Most children's librarians have a few areas that they enjoy or specialize in more than others.  Some librarians are puppeteers, some are excellent at ferreting out free guest performers, some are handy with crafts.  Me, I'm a felt board kind of gal.

I'm a huge fan of Judy Sierra's wonderful book, The Flannel Board Storytelling Book.  The stories are easy and work well with young audiences.  The patterns are very, very easy to follow and turn out quite nicely.

Inspired by the cover, I decided to tackle The Enormous Turnip.  I'm rather pleased with it!  I did take a few liberties... I added the stripe to the turnip, as it just didn't look right to me without it.  I also added some spots on the dog, and stripes on the cat to make a proper orange tabby.  Gluing the pieces onto a black felt backing gives a nice almost stencil-like effect, I think.

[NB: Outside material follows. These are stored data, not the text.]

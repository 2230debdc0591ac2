use serde::{Deserialize, Serialize};

use crate::rail::RailItem;

use super::Route;

/// Quotes at or above this many characters take a double-height card
pub const LONG_QUOTE_CHARS: usize = 220;

pub const DEFAULT_CAPTION_TITLE: &str = "Studio still";
pub const DEFAULT_CAPTION_TEXT: &str = "A moment from our work in progress.";

/// A player or partner quote shown on the home page rail
#[derive(Debug, Clone, PartialEq, Eq, Serialize, Deserialize)]
pub struct Testimonial {
    pub quote: String,
    pub attribution: String,
}

impl Testimonial {
    pub fn length(&self) -> QuoteLength {
        QuoteLength::classify(&self.quote)
    }
}

impl RailItem for Testimonial {
    fn source_id(&self) -> &str {
        &self.quote
    }
}

#[derive(Debug, Clone, Copy, PartialEq, Eq)]
pub enum QuoteLength {
    Short,
    Long,
}

impl QuoteLength {
    pub fn classify(quote: &str) -> Self {
        if quote.chars().count() >= LONG_QUOTE_CHARS {
            QuoteLength::Long
        } else {
            QuoteLength::Short
        }
    }

    /// Number of grid rows a card of this length occupies
    pub fn row_span(self) -> u16 {
        match self {
            QuoteLength::Short => 1,
            QuoteLength::Long => 2,
        }
    }
}

/// Still image in a gallery rail
#[derive(Debug, Clone, PartialEq, Eq, Serialize, Deserialize)]
pub struct MediaImage {
    pub src: String,
    #[serde(default)]
    pub alt: String,
}

impl MediaImage {
    pub fn caption(&self) -> Caption {
        Caption::parse(&self.alt)
    }
}

impl RailItem for MediaImage {
    fn source_id(&self) -> &str {
        &self.src
    }
}

/// Title and body pulled out of an image's alt text
#[derive(Debug, Clone, PartialEq, Eq, Serialize)]
pub struct Caption {
    pub title: String,
    pub caption: String,
}

impl Caption {
    /// Split `"Title | Caption"` on the first `|`
    ///
    /// Without a separator the whole text becomes the caption under the
    /// default title. Blank halves fall back to the defaults.
    pub fn parse(alt: &str) -> Self {
        let alt = alt.trim();
        let (title, caption) = match alt.split_once('|') {
            Some((title, caption)) => (title.trim(), caption.trim()),
            None => ("", alt),
        };

        Self {
            title: non_empty_or(title, DEFAULT_CAPTION_TITLE),
            caption: non_empty_or(caption, DEFAULT_CAPTION_TEXT),
        }
    }
}

fn non_empty_or(value: &str, fallback: &str) -> String {
    if value.is_empty() {
        fallback.to_string()
    } else {
        value.to_string()
    }
}

/// Video clip in a game's gallery
#[derive(Debug, Clone, PartialEq, Eq, Serialize, Deserialize)]
pub struct Clip {
    pub title: String,
    pub src: String,
}

/// Soundtrack entry for the audio player
#[derive(Debug, Clone, PartialEq, Serialize, Deserialize)]
pub struct Track {
    pub title: String,
    pub src: String,
    /// Length in seconds
    #[serde(default = "default_track_duration")]
    pub duration_secs: f64,
}

fn default_track_duration() -> f64 {
    180.0
}

#[derive(Debug, Clone, PartialEq, Eq, Serialize, Deserialize)]
pub struct Stat {
    pub label: String,
    pub value: String,
}

#[derive(Debug, Clone, PartialEq, Eq, Serialize, Deserialize)]
pub struct NavItem {
    pub label: String,
    pub route: Route,
}

#[derive(Debug, Clone, PartialEq, Eq, Serialize, Deserialize)]
pub struct ContactChannel {
    pub label: String,
    pub value: String,
    #[serde(default, skip_serializing_if = "Option::is_none")]
    pub link: Option<String>,
}

#[derive(Debug, Clone, PartialEq, Serialize, Deserialize)]
pub struct Game {
    pub slug: String,
    pub title: String,
    pub tagline: String,
    pub summary: String,
    #[serde(default)]
    pub images: Vec<MediaImage>,
    #[serde(default)]
    pub clips: Vec<Clip>,
    #[serde(default)]
    pub tracks: Vec<Track>,
}

#[derive(Debug, Clone, PartialEq, Eq, Serialize, Deserialize)]
pub struct Studio {
    pub name: String,
    pub tagline: String,
    #[serde(default)]
    pub headline_phrases: Vec<String>,
    #[serde(default)]
    pub about: Vec<String>,
    pub footer: String,
}

/// Everything the site renders
#[derive(Debug, Clone, PartialEq, Serialize, Deserialize)]
pub struct SiteContent {
    pub studio: Studio,
    #[serde(default)]
    pub nav: Vec<NavItem>,
    #[serde(default)]
    pub stats: Vec<Stat>,
    #[serde(default)]
    pub testimonials: Vec<Testimonial>,
    /// Studio stills shown on the about page rail
    #[serde(default)]
    pub gallery: Vec<MediaImage>,
    #[serde(default)]
    pub contact: Vec<ContactChannel>,
    #[serde(default)]
    pub games: Vec<Game>,
}

impl SiteContent {
    pub fn game(&self, slug: &str) -> Option<&Game> {
        self.games.iter().find(|g| g.slug == slug)
    }
}

#[cfg(test)]
mod tests {
    use super::*;

    #[test]
    fn test_quote_length_threshold() {
        assert_eq!(QuoteLength::classify(&"a".repeat(219)), QuoteLength::Short);
        assert_eq!(QuoteLength::classify(&"a".repeat(220)), QuoteLength::Long);
        assert_eq!(QuoteLength::classify("").row_span(), 1);
        assert_eq!(QuoteLength::Long.row_span(), 2);
    }

    #[test]
    fn test_quote_length_counts_chars_not_bytes() {
        // 200 two-byte characters are still a short quote
        assert_eq!(QuoteLength::classify(&"é".repeat(200)), QuoteLength::Short);
    }

    #[test]
    fn test_caption_split() {
        let caption = Caption::parse("Harbor at dusk | Early lighting pass");
        assert_eq!(caption.title, "Harbor at dusk");
        assert_eq!(caption.caption, "Early lighting pass");
    }

    #[test]
    fn test_caption_splits_on_first_separator_only() {
        let caption = Caption::parse("Boss | phase 2 | unused");
        assert_eq!(caption.title, "Boss");
        assert_eq!(caption.caption, "phase 2 | unused");
    }

    #[test]
    fn test_caption_fallbacks() {
        let caption = Caption::parse("Just a caption");
        assert_eq!(caption.title, DEFAULT_CAPTION_TITLE);
        assert_eq!(caption.caption, "Just a caption");

        let caption = Caption::parse("");
        assert_eq!(caption.title, DEFAULT_CAPTION_TITLE);
        assert_eq!(caption.caption, DEFAULT_CAPTION_TEXT);

        let caption = Caption::parse("Only title |  ");
        assert_eq!(caption.title, "Only title");
        assert_eq!(caption.caption, DEFAULT_CAPTION_TEXT);
    }

    #[test]
    fn test_rail_item_identity() {
        let image = MediaImage {
            src: "img/a.png".to_string(),
            alt: String::new(),
        };
        assert_eq!(image.source_id(), "img/a.png");
    }
}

But, oh, look at this!  Take away the turnip.  Add a nurse, and a piece of cheese, and now we have, The Farmer in the Dell!

I love that these little felt board characters can "star" in several different stories.  I'm thinking I may want to create a feltboard clock for the mouse, for Hickory Dickory Dock, and maybe one day I'll try to add a cow and other pieces for Hey Diddle, Diddle.

Thursday, March 26, 2009


Yes, yes, I know, I'm late to the party, but I've recently (in the past year or so) discovered podcasts and have been listening to them while noodling around on the computer, or while reading.  Most of them are terribly, terribly geeky.  Consider yourself warned.

I like Wil Wheaton's occasional podcast, Radio Free Burrito.  It mostly features music and a bit of commentary from Mr. Wheaton.  Various random fans have begged him to appear on Geekson.  Geekson features four friends, sitting around a table, shooting the breeze about what's new in science-fiction.   

After listening to all of those, I was desperate to find something similar and dug up a couple of options.  Skepticality is hosted by Derek and Swoopy, and is solidly aimed at the science-loving, atheist set.  They bring a lot of interesting guests on for interviews, from Lori Lipman Brown with the Secular Coalition for America to authors like Scott Sigler, who advocates for digital publishing (and, in turn, does several podcasts of his own.)  Derek and Swoopy have mentioned several times (with scorn) the "woo-woo" podcast, put out by GhostHunters.  Naturally, I had to investigate for myself.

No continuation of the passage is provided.